Я осторожно подбирала слова, чтобы объяснить мадам Марине все это, но говорить мне не потребовалось – конечно же, она и так поняла меня.
– Послушай, Люся… – она села со мной рядом и обняла меня за плечи. – У тебя в голове невообразимый бардак… Видимо, он образовался после того, как ты выгнала оттуда свой стройный, удобный и упорядоченный феминизм; ты теперь, так сказать, «нищая духом». И ты цепляешься хоть за что-нибудь, лишь бы сохранить иллюзию внутренней целостности. Но самом деле ты не примирилась с действительностью. Просто приспособилась, а это невелика победа над собой. Ведь, признайся, нет мира у тебя в душе? Правда? Тебе страшно и холодно? Чувствуешь себя одинокой?
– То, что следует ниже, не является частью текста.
//! Drives one stage across all size classes under the slot limit.

use std::collections::HashMap;
use std::sync::Arc;
use std::time::{Duration, Instant};
use tokio::task::JoinSet;
use tokio_util::sync::CancellationToken;
use tracing::{debug, info, warn};

use crate::job::{JobState, JobTemplate, Stage};
use crate::launcher::{JobError, Launcher};
use crate::metrics;
use crate::sizes::SizeClass;

use super::report::{JobResult, StageReport};
use super::slots::SlotPool;

const DEFAULT_POLL_INTERVAL: Duration = Duration::from_secs(5);

/// Runs a stage's jobs with at most `slots.capacity()` in flight.
///
/// Size classes are dispatched strictly in the order given. A slot is taken
/// before launch and held until that job's process exits, so the pool count
/// always reflects running processes. [`run_stage`](Self::run_stage) returns
/// only after every dispatched job has finished.
pub struct StageRunner {
    launcher: Arc<dyn Launcher>,
    slots: Arc<SlotPool>,
    template: JobTemplate,
    poll_interval: Duration,
    cancel: CancellationToken,
}

impl StageRunner {
    pub fn new(launcher: Arc<dyn Launcher>, slots: Arc<SlotPool>, template: JobTemplate) -> Self {
        Self {
            launcher,
            slots,
            template,
            poll_interval: DEFAULT_POLL_INTERVAL,
            cancel: CancellationToken::new(),
        }
    }

    /// Upper bound on how long a blocked dispatcher sleeps between slot checks.
    pub fn with_poll_interval(mut self, poll_interval: Duration) -> Self {
        self.poll_interval = poll_interval;
        self
    }

    /// Stops dispatching new jobs once `cancel` fires. Jobs already running
    /// are still waited for.
    pub fn with_cancellation(mut self, cancel: CancellationToken) -> Self {
        self.cancel = cancel;
        self
    }

    pub fn slots(&self) -> &Arc<SlotPool> {
        &self.slots
    }

    /// Dispatches `stage` for every size in `sizes` and waits for all of them.
    pub async fn run_stage(&self, stage: Stage, sizes: &[SizeClass]) -> StageReport {
        let started = Instant::now();
        info!(
            stage = %stage,
            jobs = sizes.len(),
            slots = self.slots.capacity(),
            launcher = self.launcher.name(),
            "Stage started"
        );

        let mut results = Vec::with_capacity(sizes.len());
        let mut dispatch_order = Vec::with_capacity(sizes.len());
        let mut peak_in_flight = 0;
        let mut in_flight: JoinSet<JobResult> = JoinSet::new();

        for (index, &size) in sizes.iter().enumerate() {
            let Some(permit) = self.slots.acquire(self.poll_interval, &self.cancel).await else {
                let remaining = &sizes[index..];
                warn!(
                    stage = %stage,
                    skipped = remaining.len(),
                    "Cancelled, not dispatching remaining jobs"
                );
                results.extend(remaining.iter().map(|&s| JobResult::pending(stage, s)));
                break;
            };

            let job = self.template.job(stage, size);
            dispatch_order.push(size);
            peak_in_flight = peak_in_flight.max(self.slots.occupied());

            match self.launcher.launch(&job).await {
                Ok(handle) => {
                    debug!(job = %job.id(), pid = ?handle.pid(), "Job dispatched");
                    in_flight.spawn(async move {
                        let outcome = handle.wait().await;
                        // The slot stays occupied until the process has exited.
                        drop(permit);
                        let result = JobResult::from_outcome(stage, size, outcome);
                        log_completion(&result);
                        result
                    });
                }
                Err(e) => {
                    drop(permit);
                    warn!(job = %job.id(), error = %e, "Job failed to launch");
                    let result = JobResult::failed(stage, size, e);
                    record(&result);
                    results.push(result);
                }
            }
        }

        // Barrier: nothing returns until every dispatched job is done.
        while let Some(joined) = in_flight.join_next().await {
            match joined {
                Ok(result) => {
                    record(&result);
                    results.push(result);
                }
                Err(e) => warn!(stage = %stage, error = %e, "Job supervisor task lost"),
            }
        }

        for size in unfinished(&dispatch_order, &results) {
            let result = JobResult::failed(
                stage,
                size,
                JobError::Aborted("supervisor task lost".to_string()),
            );
            record(&result);
            results.push(result);
        }

        let report = StageReport::new(
            stage,
            results,
            dispatch_order,
            peak_in_flight,
            started.elapsed(),
        );
        info!(
            stage = %stage,
            succeeded = report.succeeded(),
            failed = report.failed(),
            pending = report.pending(),
            elapsed_ms = report.elapsed_ms,
            "Stage finished"
        );
        report
    }
}

/// Dispatched size classes that never reached a terminal state.
fn unfinished(dispatched: &[SizeClass], results: &[JobResult]) -> Vec<SizeClass> {
    let mut states: HashMap<SizeClass, JobState> = dispatched
        .iter()
        .map(|&size| (size, JobState::Running))
        .collect();
    for result in results {
        states.insert(result.size_class, result.state);
    }
    dispatched
        .iter()
        .copied()
        .filter(|size| !states.get(size).is_some_and(|state| state.is_terminal()))
        .collect()
}

fn log_completion(result: &JobResult) {
    match &result.error {
        None => info!(
            stage = %result.stage,
            size = %result.size_class,
            elapsed_ms = result.elapsed_ms,
            "Job succeeded"
        ),
        Some(e) => warn!(
            stage = %result.stage,
            size = %result.size_class,
            error = %e,
            stderr = result.stderr.as_deref().unwrap_or(""),
            "Job failed"
        ),
    }
}

fn record(result: &JobResult) {
    let outcome = if result.is_success() { "succeeded" } else { "failed" };
    metrics::JOBS_TOTAL
        .with_label_values(&[result.stage.as_str(), outcome])
        .inc();
    if result.elapsed_ms > 0 {
        metrics::JOB_DURATION
            .with_label_values(&[result.stage.as_str()])
            .observe(result.elapsed_ms as f64 / 1000.0);
    }
}
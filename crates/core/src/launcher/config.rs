//! Configuration for the launcher module.

use std::time::Duration;

use crate::config::ToolConfig;

/// Default cap on retained stdout/stderr per stream.
const DEFAULT_CAPTURE_BYTES: usize = 64 * 1024;

/// Runtime options for [`super::ProcessLauncher`].
#[derive(Debug, Clone)]
pub struct LauncherConfig {
    /// Kill the job if it runs longer than this.
    pub timeout: Option<Duration>,
    /// Demote spawned processes to idle CPU and I/O priority.
    pub demote_priority: bool,
    /// Keep at most this many trailing bytes of each output stream.
    pub capture_bytes: usize,
}

impl Default for LauncherConfig {
    fn default() -> Self {
        Self {
            timeout: None,
            demote_priority: true,
            capture_bytes: DEFAULT_CAPTURE_BYTES,
        }
    }
}

impl LauncherConfig {
    pub fn from_tool(tool: &ToolConfig) -> Self {
        Self {
            timeout: tool.job_timeout(),
            demote_priority: tool.demote_priority,
            ..Default::default()
        }
    }

    /// Sets the per-job timeout.
    pub fn with_timeout(mut self, timeout: Duration) -> Self {
        self.timeout = Some(timeout);
        self
    }

    /// Enables or disables priority demotion.
    pub fn with_demotion(mut self, demote: bool) -> Self {
        self.demote_priority = demote;
        self
    }
}

#[cfg(test)]
mod tests {
    use super::*;

    #[test]
    fn test_default_config() {
        let config = LauncherConfig::default();
        assert_eq!(config.timeout, None);
        assert!(config.demote_priority);
        assert_eq!(config.capture_bytes, 64 * 1024);
    }

    #[test]
    fn test_from_tool_config() {
        let tool = ToolConfig {
            job_timeout_secs: 90,
            demote_priority: false,
            ..Default::default()
        };
        let config = LauncherConfig::from_tool(&tool);
        assert_eq!(config.timeout, Some(Duration::from_secs(90)));
        assert!(!config.demote_priority);
    }

    #[test]
    fn test_builder() {
        let config = LauncherConfig::default()
            .with_timeout(Duration::from_secs(5))
            .with_demotion(false);
        assert_eq!(config.timeout, Some(Duration::from_secs(5)));
        assert!(!config.demote_priority);
    }
}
Бедная ты моя глупышка… – она еще крепче обняла меня и теперь ласково похлопывала по плечу, словно успокаивала нервного ребенка.
И от этого у меня закололо в носу, и я непроизвольно загримасничала, пытаясь удержать ту лавину нахлынувших чувств, что готовы были прорвать плотину внешней сдержанности. Но я не удержала ее. Я заплакала. Меня сотрясали рыдания, и я просто физически чувствовала, как с плеч моих скатывается огромный груз… Я всхлипывала, слезы ручьем катились из глаз – но в это же время я ощущала упоительную эйфорию. Марина, моя любимая подруга, мой замечательный психотерапевт, открыла мне глаза на мою проблему. И теперь, с открытыми глазами, ее было решить гораздо легче.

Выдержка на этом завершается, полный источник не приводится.